Bu eser, Allah aşkının en seçkin temsilcilerinin duydukları ve bizzat yaşadıkları Allah sevgisini gönüllere işliyor.
'Yüce Allahım, eğer sen benim cehennem korkusundan dolayı sana ibadet ettiğimi biliyorsan, yak beni cehenneminde! Eğer benim sana cennet özlemiyle ibadet ettiğimi biliyorsan, onu bana har am et! Eğer ben sana sırf seni sevdiğim ve cemalini görmeyi arzuladığım için ibadet ediyorsam, onu bana lûtfet, sonra da beni ne yaparsan yap!”
Ali ibn Muvâfık
'Ah, Rabbim yapıp ettiklerimin sevabına karşılık yüzüme bir baksa, sonra da bana dese: Ey Nâfi’, toprak ol!”
Nâfi’
'Ben Rabbimi sonsuz bir aşkla seviyorum. Eğer benim cehenneme atılmamı emretse, O’na olan sevgimden dolayı cehennemin alevini hissetmem.
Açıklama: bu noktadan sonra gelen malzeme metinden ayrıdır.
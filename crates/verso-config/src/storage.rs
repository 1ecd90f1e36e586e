use std::env;
use std::path::PathBuf;

use serde::{Deserialize, Serialize};

fn default_data_dir() -> PathBuf {
    dirs::data_dir()
        .unwrap_or_else(|| PathBuf::from("."))
        .join("verso")
}

#[derive(Debug, Clone, Serialize, Deserialize)]
#[serde(default)]
pub struct StorageConfig {
    /// Directory holding `entries.json` and `preferences.json`
    #[serde(default = "default_data_dir")]
    pub data_dir: PathBuf,
}

impl StorageConfig {
    pub fn new() -> Self {
        let data_dir = env::var("VERSO_DATA_DIR")
            .map(PathBuf::from)
            .unwrap_or_else(|_| default_data_dir());

        Self { data_dir }
    }

    pub fn entries_path(&self) -> PathBuf {
        self.data_dir.join("entries.json")
    }

    pub fn preferences_path(&self) -> PathBuf {
        self.data_dir.join("preferences.json")
    }
}

impl Default for StorageConfig {
    fn default() -> Self {
        Self {
            data_dir: default_data_dir(),
        }
    }
}
use std::time::Duration;

use arboard::Clipboard;
use tokio::time;
use verso_core::error::InsertionError;
use verso_core::replay::ClipboardWriter;

/// Polls the system clipboard and reports every new non-empty text
pub async fn watch_clipboard<F>(poll: Duration, mut on_text: F) -> Result<(), anyhow::Error>
where
    F: FnMut(String) + Send + 'static,
{
    let mut clipboard = Clipboard::new()?;
    let mut last_text = clipboard.get_text().unwrap_or_default();

    let mut interval = time::interval(poll);

    loop {
        interval.tick().await;
        if let Ok(text) = clipboard.get_text()
            && !text.is_empty()
            && text != last_text
        {
            last_text = text.clone();
            on_text(text);
        }
    }
}

/// Clipboard fallback for refused insertions
pub struct SystemClipboard;

impl ClipboardWriter for SystemClipboard {
    fn write_text(&self, text: &str) -> Result<(), InsertionError> {
        let mut clipboard =
            Clipboard::new().map_err(|e| InsertionError::Clipboard(e.to_string()))?;
        clipboard
            .set_text(text.to_string())
            .map_err(|e| InsertionError::Clipboard(e.to_string()))
    }
}
use futures_util::{SinkExt, StreamExt};
use kanal::AsyncReceiver;
use tokio_tungstenite::connect_async;
use tokio_tungstenite::tungstenite::Message;
use verso_types::{PageCommand, PageEvent};

/// Parse one bridge frame; unknown shapes are logged and skipped
pub fn parse_frame(text: &str) -> Option<PageEvent> {
    match serde_json::from_str(text) {
        Ok(event) => Some(event),
        Err(e) => {
            tracing::warn!("Ignoring unrecognized bridge frame ({}): {}", e, text);
            None
        }
    }
}

/// Connect to the page bridge.
///
/// Incoming text frames are decoded into [`PageEvent`]s for `on_event`;
/// commands received on `commands` are written back as JSON text frames.
pub async fn start_ws_bridge<F>(
    url: &str,
    commands: AsyncReceiver<PageCommand>,
    mut on_event: F,
) -> Result<(), anyhow::Error>
where
    F: FnMut(PageEvent) + Send + 'static,
{
    let (ws_stream, _) = connect_async(url).await?;
    let (mut write, mut read) = ws_stream.split();

    tokio::spawn(async move {
        while let Some(msg) = read.next().await {
            if let Ok(msg) = msg
                && msg.is_text()
                && let Ok(text) = msg.to_text()
                && let Some(event) = parse_frame(text)
            {
                on_event(event);
            }
        }
        tracing::info!("Page bridge closed");
    });

    tokio::spawn(async move {
        while let Ok(command) = commands.recv().await {
            let json = match serde_json::to_string(&command) {
                Ok(json) => json,
                Err(e) => {
                    tracing::error!("Failed to encode page command: {}", e);
                    continue;
                }
            };
            if let Err(e) = write.send(Message::text(json)).await {
                tracing::error!("Failed to send page command: {}", e);
                break;
            }
        }
    });

    Ok(())
}
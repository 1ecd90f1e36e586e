use std::sync::Arc;

use kanal::AsyncSender;
use verso_core::replay::Notifier;
use verso_types::{NoticeLevel, PageCommand};

use crate::page::BridgeNotifier;
use crate::state::AppState;

pub async fn handle_set_mode(
    state: Arc<AppState>,
    active: bool,
    commands_tx: &AsyncSender<PageCommand>,
) -> anyhow::Result<()> {
    let notifier = BridgeNotifier::new(commands_tx.clone());

    if let Err(e) = state.memory.set_mode_active(active).await {
        tracing::error!("Failed to persist translation mode: {}", e);
        notifier.notify(NoticeLevel::Error, "Error saving translation mode.");
        return Ok(());
    }

    // Apply now so the next event already sees it; the change feed repeats it.
    state.session.lock().await.set_active(active);

    let message = if active {
        "Translation mode active."
    } else {
        "Translation mode off."
    };
    notifier.notify(NoticeLevel::Info, message);

    Ok(())
}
Beni cennete koymalarını ferman etse, O’nun sevgisinden dolayı oradan da bir haz almam, çünkü O’nun sevgisi bende her şeye baskın!”
Rukıyye Hanım
'Tembeller tembelliklerinden usanabilir, ama senin sevgilin, sana yalvarıp yakarmaktan ve senin adını anmaktan asla usanmaz.”